EXERCISE DESCRIPTION → I would like every line of the records below that contains the word "SmallVec" copied.

[Saved data entries]
#####
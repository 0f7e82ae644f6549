use crate::common::xml::escape_xml;
use crate::ooxml::opc::error::{OpcError, Result};
use crate::ooxml::opc::packuri::PackURI;
/// Relationship-related objects for OPC packages.
///
/// A part's outgoing relationships are stored in document order. Parts rarely
/// carry more than a handful, so lookups are linear scans over a `SmallVec`.
use smallvec::SmallVec;

/// A single relationship from a source part to a target.
#[derive(Debug, Clone, PartialEq)]
pub struct Relationship {
    /// Relationship ID (e.g., "rId1", "rId2")
    r_id: String,

    /// Relationship type URI
    reltype: String,

    /// Target reference - either a relative part reference or external URL
    target_ref: String,

    /// Directory of the source part, used to resolve `target_ref`
    base_uri: String,

    is_external: bool,
}

impl Relationship {
    pub fn new(
        r_id: String,
        reltype: String,
        target_ref: String,
        base_uri: String,
        is_external: bool,
    ) -> Self {
        Self {
            r_id,
            reltype,
            target_ref,
            base_uri,
            is_external,
        }
    }

    #[inline]
    pub fn r_id(&self) -> &str {
        &self.r_id
    }

    #[inline]
    pub fn reltype(&self) -> &str {
        &self.reltype
    }

    /// Relative part reference for internal relationships, URL otherwise.
    #[inline]
    pub fn target_ref(&self) -> &str {
        &self.target_ref
    }

    #[inline]
    pub fn is_external(&self) -> bool {
        self.is_external
    }

    /// Absolute target partname of an internal relationship.
    pub fn target_partname(&self) -> Result<PackURI> {
        if self.is_external {
            return Err(OpcError::InvalidRelationship(format!(
                "{} targets external resource '{}'",
                self.r_id, self.target_ref
            )));
        }
        PackURI::from_rel_ref(&self.base_uri, &self.target_ref)
    }

    /// Numeric part of an `rIdN` identifier.
    fn number(&self) -> Option<u32> {
        self.r_id
            .strip_prefix("rId")
            .and_then(|digits| atoi_simd::parse::<u32, false, false>(digits.as_bytes()).ok())
    }
}

/// Collection of relationships from a single source part.
#[derive(Debug, Clone)]
pub struct Relationships {
    base_uri: String,
    rels: SmallVec<[Relationship; 8]>,
}

impl Relationships {
    /// Create an empty collection for a source part living in `base_uri`.
    pub fn new(base_uri: String) -> Self {
        Self {
            base_uri,
            rels: SmallVec::new(),
        }
    }

    #[inline]
    pub fn base_uri(&self) -> &str {
        &self.base_uri
    }

    /// Add a relationship with an explicit rId, replacing any existing
    /// relationship that uses the same id.
    pub fn add_relationship(
        &mut self,
        reltype: String,
        target_ref: String,
        r_id: String,
        is_external: bool,
    ) -> &Relationship {
        self.rels.retain(|rel| rel.r_id != r_id);
        self.rels.push(Relationship::new(
            r_id,
            reltype,
            target_ref,
            self.base_uri.clone(),
            is_external,
        ));
        &self.rels[self.rels.len() - 1]
    }

    #[inline]
    pub fn get(&self, r_id: &str) -> Option<&Relationship> {
        self.rels.iter().find(|rel| rel.r_id == r_id)
    }

    /// rId of the internal relationship of `reltype` to `target_ref`,
    /// creating it when missing.
    pub fn get_or_add(&mut self, reltype: &str, target_ref: &str) -> String {
        self.find_or_add(reltype, target_ref, false)
    }

    /// rId of the external relationship of `reltype` to `target_ref`,
    /// creating it when missing.
    pub fn get_or_add_ext_rel(&mut self, reltype: &str, target_ref: &str) -> String {
        self.find_or_add(reltype, target_ref, true)
    }

    fn find_or_add(&mut self, reltype: &str, target_ref: &str, is_external: bool) -> String {
        if let Some(rel) = self.rels.iter().find(|rel| {
            rel.reltype == reltype && rel.target_ref == target_ref && rel.is_external == is_external
        }) {
            return rel.r_id.clone();
        }

        let r_id = self.next_r_id();
        self.add_relationship(
            reltype.to_string(),
            target_ref.to_string(),
            r_id.clone(),
            is_external,
        );
        r_id
    }

    /// Lowest unused `rIdN`, filling gaps left by removed relationships.
    pub fn next_r_id(&self) -> String {
        let mut used: SmallVec<[u32; 16]> = self.rels.iter().filter_map(Relationship::number).collect();
        used.sort_unstable();

        let mut next = 1u32;
        for num in used {
            match num.cmp(&next) {
                std::cmp::Ordering::Equal => next += 1,
                std::cmp::Ordering::Greater => break,
                std::cmp::Ordering::Less => {},
            }
        }

        let mut buf = itoa::Buffer::new();
        format!("rId{}", buf.format(next))
    }

    /// The single relationship of `reltype`.
    ///
    /// Fails when there is none or more than one.
    pub fn part_with_reltype(&self, reltype: &str) -> Result<&Relationship> {
        let mut matching = self.of_type(reltype);
        match (matching.next(), matching.next()) {
            (Some(rel), None) => Ok(rel),
            (None, _) => Err(OpcError::RelationshipNotFound(format!(
                "No relationship of type '{}'",
                reltype
            ))),
            (Some(_), Some(_)) => Err(OpcError::InvalidRelationship(format!(
                "Multiple relationships of type '{}'",
                reltype
            ))),
        }
    }

    /// Relationships of `reltype`, in document order.
    pub fn of_type<'a, 'r>(&'a self, reltype: &'r str) -> impl Iterator<Item = &'a Relationship> {
        self.rels.iter().filter(move |rel| rel.reltype == reltype)
    }

    #[inline]
    pub fn iter(&self) -> impl Iterator<Item = &Relationship> {
        self.rels.iter()
    }

    #[inline]
    pub fn len(&self) -> usize {
        self.rels.len()
    }

    #[inline]
    pub fn is_empty(&self) -> bool {
        self.rels.is_empty()
    }

    pub fn remove(&mut self, r_id: &str) -> Option<Relationship> {
        let pos = self.rels.iter().position(|rel| rel.r_id == r_id)?;
        Some(self.rels.remove(pos))
    }

    /// Drop every relationship of `reltype`, returning the removed ones.
    pub fn remove_of_type(&mut self, reltype: &str) -> Vec<Relationship> {
        let (removed, kept): (Vec<_>, Vec<_>) = self
            .rels
            .drain(..)
            .partition(|rel| rel.reltype == reltype);
        self.rels.extend(kept);
        removed
    }

    /// Serialize to the XML of a `.rels` part, ordered by rId number.
    pub fn to_xml(&self) -> String {
        let mut xml = String::with_capacity(256 + self.rels.len() * 160);
        xml.push_str(r#"<?xml version="1.0" encoding="UTF-8" standalone="yes"?>"#);
        xml.push_str("\r\n");
        xml.push_str(
            r#"<Relationships xmlns="http://schemas.openxmlformats.org/package/2006/relationships">"#,
        );

        let mut rels: Vec<&Relationship> = self.rels.iter().collect();
        rels.sort_by(|a, b| {
            a.number()
                .cmp(&b.number())
                .then_with(|| a.r_id.cmp(&b.r_id))
        });

        for rel in rels {
            xml.push_str(r#"<Relationship Id=""#);
            xml.push_str(&escape_xml(&rel.r_id));
            xml.push_str(r#"" Type=""#);
            xml.push_str(&escape_xml(&rel.reltype));
            xml.push_str(r#"" Target=""#);
            xml.push_str(&escape_xml(&rel.target_ref));
            if rel.is_external {
                xml.push_str(r#"" TargetMode="External"#);
            }
            xml.push_str(r#""/>"#);
        }

        xml.push_str("</Relationships>");
        xml
    }
}

impl Default for Relationships {
    fn default() -> Self {
        Self::new("/".to_string())
    }
}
#####
YOUR SOLUTION →
/// carry more than a handful, so lookups are linear scans over a `SmallVec`.
use smallvec::SmallVec;
    rels: SmallVec<[Relationship; 8]>,
            rels: SmallVec::new(),
        let mut used: SmallVec<[u32; 16]> = self.rels.iter().filter_map(Relationship::number).collect();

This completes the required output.